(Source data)
********************

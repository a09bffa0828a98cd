//! Provider trait: the abstraction over the generative model.
//!
//! The model speaks a two-role vocabulary (`user` / `model`) and exchanges
//! turns made of parts: text, inline binary data, function calls and
//! function responses.

use async_trait::async_trait;
use serde::{Deserialize, Serialize};
use crate::error::ProviderError;
use crate::message::Role;
use crate::tool::{CallRequest, CallResult, ToolDeclaration};

/// The model's role vocabulary.
#[derive(Debug, Clone, Copy, PartialEq, Eq, Serialize, Deserialize)]
#[serde(rename_all = "lowercase")]
pub enum ModelRole {
    User,
    Model,
}

impl From<Role> for ModelRole {
    fn from(role: Role) -> Self {
        match role {
            Role::User => ModelRole::User,
            Role::Assistant => ModelRole::Model,
        }
    }
}

/// One part of a model-shaped turn.
#[derive(Debug, Clone, PartialEq, Serialize, Deserialize)]
#[serde(rename_all = "snake_case")]
pub enum Part {
    Text(String),
    /// Base64-encoded binary payload
    InlineData { mime_type: String, data: String },
    FunctionCall(CallRequest),
    FunctionResponse {
        name: String,
        response: serde_json::Value,
    },
}

/// A turn in the shape the model consumes.
#[derive(Debug, Clone, PartialEq, Serialize, Deserialize)]
pub struct ModelTurn {
    pub role: ModelRole,
    pub parts: Vec<Part>,
}

impl ModelTurn {
    pub fn user_text(text: impl Into<String>) -> Self {
        Self {
            role: ModelRole::User,
            parts: vec![Part::Text(text.into())],
        }
    }

    pub fn model_text(text: impl Into<String>) -> Self {
        Self {
            role: ModelRole::Model,
            parts: vec![Part::Text(text.into())],
        }
    }

    /// The model turn that records a round's call requests.
    pub fn calls(calls: &[CallRequest]) -> Self {
        Self {
            role: ModelRole::Model,
            parts: calls.iter().cloned().map(Part::FunctionCall).collect(),
        }
    }

    /// The user turn that answers a round's call requests, in request order.
    pub fn results(results: &[CallResult]) -> Self {
        Self {
            role: ModelRole::User,
            parts: results
                .iter()
                .map(|r| Part::FunctionResponse {
                    name: r.name.clone(),
                    response: r.response.clone(),
                })
                .collect(),
        }
    }
}

/// A request to generate the next model output.
#[derive(Debug, Clone, Serialize, Deserialize)]
pub struct GenerateRequest {
    /// The model to use (e.g., "gemini-2.0-flash")
    pub model: String,

    /// Rolling history, oldest first
    pub history: Vec<ModelTurn>,

    /// System instruction built from user state
    pub system_instruction: String,

    /// Tools the model may call
    #[serde(default, skip_serializing_if = "Vec::is_empty")]
    pub tools: Vec<ToolDeclaration>,

    #[serde(default = "default_temperature")]
    pub temperature: f32,

    #[serde(default, skip_serializing_if = "Option::is_none")]
    pub max_output_tokens: Option<u32>,
}

fn default_temperature() -> f32 {
    0.7
}

/// Token usage information.
#[derive(Debug, Clone, Default, Serialize, Deserialize)]
pub struct Usage {
    pub prompt_tokens: u32,
    pub completion_tokens: u32,
    pub total_tokens: u32,
}

/// The model's output for one round.
#[derive(Debug, Clone, Default, Serialize, Deserialize)]
pub struct GenerateResponse {
    /// Generated text, if any
    #[serde(default, skip_serializing_if = "Option::is_none")]
    pub text: Option<String>,

    /// Function calls requested this round, in order
    #[serde(default, skip_serializing_if = "Vec::is_empty")]
    pub calls: Vec<CallRequest>,

    #[serde(default, skip_serializing_if = "Option::is_none")]
    pub usage: Option<Usage>,

    /// Which model actually responded
    #[serde(default)]
    pub model: String,
}

impl GenerateResponse {
    pub fn text(text: impl Into<String>) -> Self {
        Self {
            text: Some(text.into()),
            ..Self::default()
        }
    }

    pub fn calls(calls: Vec<CallRequest>) -> Self {
        Self {
            calls,
            ..Self::default()
        }
    }

    /// Text with surrounding whitespace removed; `None` if nothing is left.
    pub fn trimmed_text(&self) -> Option<&str> {
        self.text
            .as_deref()
            .map(str::trim)
            .filter(|t| !t.is_empty())
    }
}

/// The core Provider trait.
///
/// The orchestrator calls `generate()` without knowing which backend is used.
#[async_trait]
pub trait Provider: Send + Sync {
    /// A human-readable name for this provider (e.g., "gemini").
    fn name(&self) -> &str;

    /// Send the history and get the next output.
    async fn generate(&self, request: GenerateRequest) -> std::result::Result<GenerateResponse, ProviderError>;

    /// Health check: can we reach the provider?
    async fn health_check(&self) -> std::result::Result<bool, ProviderError> {
        Ok(true)
    }
}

********************

## Exercise brief
Each line of the data needs to be repeated exactly.

## Written reply
repository a09bffa0828a98cd
//! Provider trait: the abstraction over the generative model.
//!
//! The model speaks a two-role vocabulary (`user` / `model`) and exchanges
//! turns made of parts: text, inline binary data, function calls and
//! function responses.

use async_trait::async_trait;
use serde::{Deserialize, Serialize};
use crate::error::ProviderError;
use crate::message::Role;
use crate::tool::{CallRequest, CallResult, ToolDeclaration};

/// The model's role vocabulary.
#[derive(Debug, Clone, Copy, PartialEq, Eq, Serialize, Deserialize)]
#[serde(rename_all = "lowercase")]
pub enum ModelRole {
    User,
    Model,
}

impl From<Role> for ModelRole {
    fn from(role: Role) -> Self {
        match role {
            Role::User => ModelRole::User,
            Role::Assistant => ModelRole::Model,
        }
    }
}

/// One part of a model-shaped turn.
#[derive(Debug, Clone, PartialEq, Serialize, Deserialize)]
#[serde(rename_all = "snake_case")]
pub enum Part {
    Text(String),
    /// Base64-encoded binary payload
    InlineData { mime_type: String, data: String },
    FunctionCall(CallRequest),
    FunctionResponse {
        name: String,
        response: serde_json::Value,
    },
}

/// A turn in the shape the model consumes.
#[derive(Debug, Clone, PartialEq, Serialize, Deserialize)]
pub struct ModelTurn {
    pub role: ModelRole,
    pub parts: Vec<Part>,
}

impl ModelTurn {
    pub fn user_text(text: impl Into<String>) -> Self {
        Self {
            role: ModelRole::User,
            parts: vec![Part::Text(text.into())],
        }
    }

    pub fn model_text(text: impl Into<String>) -> Self {
        Self {
            role: ModelRole::Model,
            parts: vec![Part::Text(text.into())],
        }
    }

    /// The model turn that records a round's call requests.
    pub fn calls(calls: &[CallRequest]) -> Self {
        Self {
            role: ModelRole::Model,
            parts: calls.iter().cloned().map(Part::FunctionCall).collect(),
        }
    }

    /// The user turn that answers a round's call requests, in request order.
    pub fn results(results: &[CallResult]) -> Self {
        Self {
            role: ModelRole::User,
            parts: results
                .iter()
                .map(|r| Part::FunctionResponse {
                    name: r.name.clone(),
                    response: r.response.clone(),
                })
                .collect(),
        }
    }
}

/// A request to generate the next model output.
#[derive(Debug, Clone, Serialize, Deserialize)]
pub struct GenerateRequest {
    /// The model to use (e.g., "gemini-2.0-flash")
    pub model: String,

    /// Rolling history, oldest first
    pub history: Vec<ModelTurn>,

    /// System instruction built from user state
    pub system_instruction: String,

    /// Tools the model may call
    #[serde(default, skip_serializing_if = "Vec::is_empty")]
    pub tools: Vec<ToolDeclaration>,

    #[serde(default = "default_temperature")]
    pub temperature: f32,

    #[serde(default, skip_serializing_if = "Option::is_none")]
    pub max_output_tokens: Option<u32>,
}

fn default_temperature() -> f32 {
    0.7
}

/// Token usage information.
#[derive(Debug, Clone, Default, Serialize, Deserialize)]
pub struct Usage {
    pub prompt_tokens: u32,
    pub completion_tokens: u32,
    pub total_tokens: u32,
}

/// The model's output for one round.
#[derive(Debug, Clone, Default, Serialize, Deserialize)]
pub struct GenerateResponse {
    /// Generated text, if any
    #[serde(default, skip_serializing_if = "Option::is_none")]
    pub text: Option<String>,

    /// Function calls requested this round, in order
    #[serde(default, skip_serializing_if = "Vec::is_empty")]
    pub calls: Vec<CallRequest>,

    #[serde(default, skip_serializing_if = "Option::is_none")]
    pub usage: Option<Usage>,

    /// Which model actually responded
    #[serde(default)]
    pub model: String,
}

impl GenerateResponse {
    pub fn text(text: impl Into<String>) -> Self {
        Self {
            text: Some(text.into()),
            ..Self::default()
        }
    }

    pub fn calls(calls: Vec<CallRequest>) -> Self {
        Self {
            calls,
            ..Self::default()
        }
    }

    /// Text with surrounding whitespace removed; `None` if nothing is left.
    pub fn trimmed_text(&self) -> Option<&str> {
        self.text
            .as_deref()
            .map(str::trim)
            .filter(|t| !t.is_empty())
    }
}

/// The core Provider trait.
///
/// The orchestrator calls `generate()` without knowing which backend is used.
#[async_trait]
pub trait Provider: Send + Sync {
    /// A human-readable name for this provider (e.g., "gemini").
    fn name(&self) -> &str;

    /// Send the history and get the next output.
    async fn generate(&self, request: GenerateRequest) -> std::result::Result<GenerateResponse, ProviderError>;

    /// Health check: can we reach the provider?
    async fn health_check(&self) -> std::result::Result<bool, ProviderError> {
        Ok(true)
    }
}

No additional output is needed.